As a standard English translation of that paragraph for the sake of comparison, there's Sidney Shapiro's rendition (Outlaws of the Marsh, Vol. I, p. 2 in my paperback edition):
At that time on Huashan, the West Sacred Mountain, lived a Taoist hermit named Chen Tuan. A virtuous man, he could foretell the future by the weather. One day as he was riding his donkey down the mountain towards the county town of Huayin he heard a traveller on the road say: "Emperor Chai Shi Zong has surrendered his throne to Marshal Zhao in the Eastern Capital."
Holton has done a few translations from Chinese to Scots, including "Frae the Nine Sangs: A wee Pendicle ti 'Suddron Sangs' bi Dauvit Hawkes,” selections from the "Jiǔ gē" 九歌 (Nine Songs) in A Birthday Book for Brother Stone, the David Hawkes festschrift. I've found that my translator friends fall pretty squarely into two categories: those who really like the idea of Chinese-Scots translation, and those whose initial reaction is that someone had too much free time.
Questions of taste aside, though, there's also the question of how one classifies Scots.

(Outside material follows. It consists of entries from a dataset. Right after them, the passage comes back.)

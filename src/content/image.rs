//! Media URL resolution.

use reqwest::Url;

/// Make a CMS media reference absolute.
///
/// - `None` or `""` resolves to `None`
/// - anything that already parses as an absolute URL is returned unchanged
/// - a relative path is appended to `base` with exactly one `/` between them
///
/// Idempotent: feeding a result back in returns it unchanged.
pub fn resolve_image_url(base: &str, url: Option<&str>) -> Option<String> {
    let url = url.filter(|url| !url.is_empty())?;

    if Url::parse(url).is_ok() {
        return Some(url.to_owned());
    }

    Some(format!(
        "{}/{}",
        base.trim_end_matches('/'),
        url.trim_start_matches('/')
    ))
}

#[cfg(test)]
mod tests {
    use super::*;

    const BASE: &str = "http://localhost:1337";

    #[test]
    fn test_missing_or_empty_is_none() {
        assert_eq!(resolve_image_url(BASE, None), None);
        assert_eq!(resolve_image_url(BASE, Some("")), None);
    }

    #[test]
    fn test_absolute_url_passes_through() {
        let url = "https://cdn.example.com/a.png";
        assert_eq!(resolve_image_url(BASE, Some(url)).as_deref(), Some(url));
    }

    #[test]
    fn test_relative_path_joins_base() {
        assert_eq!(
            resolve_image_url(BASE, Some("/uploads/a.png")).as_deref(),
            Some("http://localhost:1337/uploads/a.png")
        );
        assert_eq!(
            resolve_image_url("http://localhost:1337/", Some("uploads/a.png")).as_deref(),
            Some("http://localhost:1337/uploads/a.png")
        );
    }

    #[test]
    fn test_resolution_is_idempotent() {
        for input in ["/uploads/a.png", "uploads/b.jpg", "https://cdn.example.com/c.webp"] {
            let once = resolve_image_url(BASE, Some(input));
            let twice = resolve_image_url(BASE, once.as_deref());
            assert_eq!(once, twice, "input {input}");
        }
    }
}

It's something of a fraught issue, as nationalists (and loyalists in Northern Ireland) will claim that it's a separate language that evolved parallel to English, and will prove this by over-larding their Scots prose with words consciously chosen to be different from the English, while dissenters will point out that in the Scots literature celebrated by Scots nationalists — Robert Burns, say — the majority of the text is in perfectly comprehensible English, with occasional dialect vocabulary or eye-dialect spellings.
Enter the Chinese term fāngyán 方言 (VHM: nearly universally mistranslated in English as "dialect," the Chinese word means simply "topolect," i.e., the speech pattern of a place, be it large or small)! I've been using it to describe the translation to Chinese friends (as Sūgélán fāngyán 苏格兰方言 [Scottish topolect]; I figure "Lallans" is probably a bit too advanced a term), and have thus successfully sidestepped the question entirely. I knew the vagueness had to be good for something.